* Work request: Once the line with "state.editing = false;" is found in the data, output it and each following line exactly, up to and including the line with "KeyCode::Char('s') if !state.editing", and nothing before or after.
━━━━━ Data for review
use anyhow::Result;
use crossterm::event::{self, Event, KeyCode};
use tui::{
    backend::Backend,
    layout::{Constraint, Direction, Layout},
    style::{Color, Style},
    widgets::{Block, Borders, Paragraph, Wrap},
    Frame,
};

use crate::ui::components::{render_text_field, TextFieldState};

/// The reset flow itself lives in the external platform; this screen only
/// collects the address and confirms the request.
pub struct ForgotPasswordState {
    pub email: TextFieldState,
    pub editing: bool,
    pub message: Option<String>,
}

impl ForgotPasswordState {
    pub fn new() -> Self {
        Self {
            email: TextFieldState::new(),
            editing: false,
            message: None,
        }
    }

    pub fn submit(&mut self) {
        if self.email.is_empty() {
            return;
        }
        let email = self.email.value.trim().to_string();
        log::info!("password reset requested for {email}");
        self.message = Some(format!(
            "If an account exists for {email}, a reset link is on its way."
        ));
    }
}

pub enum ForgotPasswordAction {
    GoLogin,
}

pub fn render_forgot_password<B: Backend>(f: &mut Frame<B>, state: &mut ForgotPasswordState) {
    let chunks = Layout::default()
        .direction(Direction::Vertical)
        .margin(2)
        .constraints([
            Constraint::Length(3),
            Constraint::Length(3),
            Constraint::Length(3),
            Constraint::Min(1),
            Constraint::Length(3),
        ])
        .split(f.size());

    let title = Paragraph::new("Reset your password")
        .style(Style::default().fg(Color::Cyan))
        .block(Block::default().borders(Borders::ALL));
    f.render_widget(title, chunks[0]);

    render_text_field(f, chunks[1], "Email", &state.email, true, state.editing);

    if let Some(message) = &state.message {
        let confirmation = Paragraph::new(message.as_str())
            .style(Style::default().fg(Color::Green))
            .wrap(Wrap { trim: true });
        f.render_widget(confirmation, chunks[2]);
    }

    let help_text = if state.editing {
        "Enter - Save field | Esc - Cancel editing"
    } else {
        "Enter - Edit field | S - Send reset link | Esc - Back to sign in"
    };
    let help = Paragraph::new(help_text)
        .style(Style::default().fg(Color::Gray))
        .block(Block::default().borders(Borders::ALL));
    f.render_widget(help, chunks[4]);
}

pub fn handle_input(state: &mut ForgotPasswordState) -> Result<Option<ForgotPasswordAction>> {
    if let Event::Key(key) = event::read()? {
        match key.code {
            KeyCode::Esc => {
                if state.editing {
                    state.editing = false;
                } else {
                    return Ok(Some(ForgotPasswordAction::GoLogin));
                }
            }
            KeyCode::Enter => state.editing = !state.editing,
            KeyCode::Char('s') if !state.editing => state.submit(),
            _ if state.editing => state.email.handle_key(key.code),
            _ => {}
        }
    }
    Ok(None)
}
━━━━━━━━━━
* Worked solution:
                    state.editing = false;
                } else {
                    return Ok(Some(ForgotPasswordAction::GoLogin));
                }
            }
            KeyCode::Enter => state.editing = !state.editing,
            KeyCode::Char('s') if !state.editing => state.submit(),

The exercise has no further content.